What is needed
After finding the line with "before the slot" in the data below, set down exactly each line through the one with "#[cfg(test)]", inclusive, and stop there.

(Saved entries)
──────

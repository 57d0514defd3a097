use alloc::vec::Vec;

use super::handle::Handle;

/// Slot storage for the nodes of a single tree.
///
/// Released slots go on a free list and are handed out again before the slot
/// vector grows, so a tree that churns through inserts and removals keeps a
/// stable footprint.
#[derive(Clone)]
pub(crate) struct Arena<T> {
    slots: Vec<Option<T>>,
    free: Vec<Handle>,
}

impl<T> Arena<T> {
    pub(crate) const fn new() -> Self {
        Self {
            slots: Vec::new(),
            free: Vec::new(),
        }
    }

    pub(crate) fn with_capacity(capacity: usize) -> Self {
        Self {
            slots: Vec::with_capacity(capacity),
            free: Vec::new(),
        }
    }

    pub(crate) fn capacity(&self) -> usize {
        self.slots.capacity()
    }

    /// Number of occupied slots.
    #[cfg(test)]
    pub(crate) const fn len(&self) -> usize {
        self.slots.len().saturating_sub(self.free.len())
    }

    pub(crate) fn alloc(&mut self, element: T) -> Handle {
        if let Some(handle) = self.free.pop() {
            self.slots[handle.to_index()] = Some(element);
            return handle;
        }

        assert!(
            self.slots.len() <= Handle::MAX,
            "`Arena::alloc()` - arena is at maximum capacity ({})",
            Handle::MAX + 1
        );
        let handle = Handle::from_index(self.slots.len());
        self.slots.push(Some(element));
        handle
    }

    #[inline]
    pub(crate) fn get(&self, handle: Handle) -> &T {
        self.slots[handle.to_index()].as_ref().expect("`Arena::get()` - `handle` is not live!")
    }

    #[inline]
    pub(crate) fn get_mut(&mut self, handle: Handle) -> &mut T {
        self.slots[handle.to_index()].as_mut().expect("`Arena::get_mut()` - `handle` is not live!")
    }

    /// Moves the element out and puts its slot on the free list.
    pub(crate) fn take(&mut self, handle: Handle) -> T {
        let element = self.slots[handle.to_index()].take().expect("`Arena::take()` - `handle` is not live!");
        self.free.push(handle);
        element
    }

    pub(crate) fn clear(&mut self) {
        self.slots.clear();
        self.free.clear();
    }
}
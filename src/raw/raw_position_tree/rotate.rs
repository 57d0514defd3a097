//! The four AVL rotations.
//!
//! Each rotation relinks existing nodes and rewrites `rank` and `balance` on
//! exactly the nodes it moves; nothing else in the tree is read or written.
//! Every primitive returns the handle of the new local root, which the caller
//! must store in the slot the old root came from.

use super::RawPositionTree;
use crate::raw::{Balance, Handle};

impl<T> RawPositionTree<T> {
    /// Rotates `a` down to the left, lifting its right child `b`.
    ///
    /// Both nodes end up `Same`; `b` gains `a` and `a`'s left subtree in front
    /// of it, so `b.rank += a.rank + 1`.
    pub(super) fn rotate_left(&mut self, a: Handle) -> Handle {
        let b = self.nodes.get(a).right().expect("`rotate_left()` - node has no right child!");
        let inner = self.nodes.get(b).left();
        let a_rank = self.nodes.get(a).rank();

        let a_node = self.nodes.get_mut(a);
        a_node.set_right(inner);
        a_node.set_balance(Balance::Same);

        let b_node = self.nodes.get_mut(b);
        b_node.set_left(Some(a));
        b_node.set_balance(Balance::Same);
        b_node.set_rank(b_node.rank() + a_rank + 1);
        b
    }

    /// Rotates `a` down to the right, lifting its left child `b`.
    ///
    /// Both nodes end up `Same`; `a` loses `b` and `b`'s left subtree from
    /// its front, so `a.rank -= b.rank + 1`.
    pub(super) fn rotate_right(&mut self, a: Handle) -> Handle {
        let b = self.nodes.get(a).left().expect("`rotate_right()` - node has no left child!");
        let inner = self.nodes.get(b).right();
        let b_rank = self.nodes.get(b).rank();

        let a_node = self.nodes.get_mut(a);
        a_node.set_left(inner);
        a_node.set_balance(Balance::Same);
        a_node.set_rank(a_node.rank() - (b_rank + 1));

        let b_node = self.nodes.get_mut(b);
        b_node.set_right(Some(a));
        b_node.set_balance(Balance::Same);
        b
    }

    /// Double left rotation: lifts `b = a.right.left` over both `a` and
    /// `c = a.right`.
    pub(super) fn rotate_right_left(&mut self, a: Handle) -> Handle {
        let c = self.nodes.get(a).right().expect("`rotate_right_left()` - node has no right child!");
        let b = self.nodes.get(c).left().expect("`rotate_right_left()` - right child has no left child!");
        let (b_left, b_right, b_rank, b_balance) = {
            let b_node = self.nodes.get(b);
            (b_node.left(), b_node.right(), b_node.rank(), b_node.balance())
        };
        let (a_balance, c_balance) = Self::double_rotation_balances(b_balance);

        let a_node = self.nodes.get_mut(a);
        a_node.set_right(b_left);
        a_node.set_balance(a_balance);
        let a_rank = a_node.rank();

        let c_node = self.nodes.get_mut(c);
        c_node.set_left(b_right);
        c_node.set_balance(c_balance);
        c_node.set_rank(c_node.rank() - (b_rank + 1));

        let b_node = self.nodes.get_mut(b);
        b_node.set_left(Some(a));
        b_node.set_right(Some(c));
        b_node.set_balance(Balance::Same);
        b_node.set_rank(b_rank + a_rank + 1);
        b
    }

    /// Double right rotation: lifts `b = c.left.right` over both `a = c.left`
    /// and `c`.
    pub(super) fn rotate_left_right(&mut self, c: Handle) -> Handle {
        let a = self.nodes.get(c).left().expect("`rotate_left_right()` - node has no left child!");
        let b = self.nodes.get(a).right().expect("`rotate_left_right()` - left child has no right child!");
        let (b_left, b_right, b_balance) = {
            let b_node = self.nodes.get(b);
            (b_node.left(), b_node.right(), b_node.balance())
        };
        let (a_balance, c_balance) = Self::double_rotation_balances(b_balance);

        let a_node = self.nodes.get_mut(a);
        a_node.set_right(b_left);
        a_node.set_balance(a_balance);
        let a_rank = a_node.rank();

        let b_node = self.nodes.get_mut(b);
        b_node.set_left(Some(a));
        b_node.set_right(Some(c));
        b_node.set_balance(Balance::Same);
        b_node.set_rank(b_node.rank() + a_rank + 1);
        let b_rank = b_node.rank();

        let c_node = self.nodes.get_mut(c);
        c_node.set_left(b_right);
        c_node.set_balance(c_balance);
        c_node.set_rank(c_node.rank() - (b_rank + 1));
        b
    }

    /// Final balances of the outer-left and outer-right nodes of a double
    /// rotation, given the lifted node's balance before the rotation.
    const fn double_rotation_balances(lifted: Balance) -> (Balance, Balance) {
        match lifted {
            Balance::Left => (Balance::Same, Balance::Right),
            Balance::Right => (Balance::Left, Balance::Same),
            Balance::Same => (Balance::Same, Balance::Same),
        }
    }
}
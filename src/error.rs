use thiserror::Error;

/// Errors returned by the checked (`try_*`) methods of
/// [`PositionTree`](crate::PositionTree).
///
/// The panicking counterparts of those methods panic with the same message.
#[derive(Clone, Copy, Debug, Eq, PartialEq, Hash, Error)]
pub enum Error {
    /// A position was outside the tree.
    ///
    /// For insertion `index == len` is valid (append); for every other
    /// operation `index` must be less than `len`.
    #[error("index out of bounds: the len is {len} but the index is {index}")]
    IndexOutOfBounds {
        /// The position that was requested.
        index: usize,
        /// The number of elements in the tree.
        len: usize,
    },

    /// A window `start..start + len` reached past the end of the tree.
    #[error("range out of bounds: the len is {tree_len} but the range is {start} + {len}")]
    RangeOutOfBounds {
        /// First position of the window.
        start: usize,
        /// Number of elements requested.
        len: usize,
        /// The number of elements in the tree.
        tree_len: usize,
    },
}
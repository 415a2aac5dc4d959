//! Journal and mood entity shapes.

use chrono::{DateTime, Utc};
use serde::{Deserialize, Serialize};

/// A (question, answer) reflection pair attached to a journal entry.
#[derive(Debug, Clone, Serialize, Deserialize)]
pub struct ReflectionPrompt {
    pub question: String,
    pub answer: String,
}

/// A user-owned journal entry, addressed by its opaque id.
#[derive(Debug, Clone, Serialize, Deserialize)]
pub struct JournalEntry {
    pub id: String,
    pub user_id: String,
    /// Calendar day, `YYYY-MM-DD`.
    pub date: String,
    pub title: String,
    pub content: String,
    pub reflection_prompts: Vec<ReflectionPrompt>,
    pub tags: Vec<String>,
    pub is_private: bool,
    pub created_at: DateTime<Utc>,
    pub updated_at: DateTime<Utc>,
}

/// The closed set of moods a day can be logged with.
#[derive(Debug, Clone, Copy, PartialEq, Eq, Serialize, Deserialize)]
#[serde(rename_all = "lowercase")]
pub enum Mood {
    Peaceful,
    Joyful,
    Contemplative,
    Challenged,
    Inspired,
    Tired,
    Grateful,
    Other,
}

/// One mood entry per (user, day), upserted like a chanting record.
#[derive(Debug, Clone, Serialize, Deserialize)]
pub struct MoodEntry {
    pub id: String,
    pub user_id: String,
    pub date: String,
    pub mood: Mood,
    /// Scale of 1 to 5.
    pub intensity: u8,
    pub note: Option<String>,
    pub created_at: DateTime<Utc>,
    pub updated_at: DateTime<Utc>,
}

──────

Result
/// Released slots go on a free list and are handed out again before the slot
/// vector grows, so a tree that churns through inserts and removals keeps a
/// stable footprint.
#[derive(Clone)]
pub(crate) struct Arena<T> {
    slots: Vec<Option<T>>,
    free: Vec<Handle>,
}

impl<T> Arena<T> {
    pub(crate) const fn new() -> Self {
        Self {
            slots: Vec::new(),
            free: Vec::new(),
        }
    }

    pub(crate) fn with_capacity(capacity: usize) -> Self {
        Self {
            slots: Vec::with_capacity(capacity),
            free: Vec::new(),
        }
    }

    pub(crate) fn capacity(&self) -> usize {
        self.slots.capacity()
    }

    /// Number of occupied slots.
    #[cfg(test)]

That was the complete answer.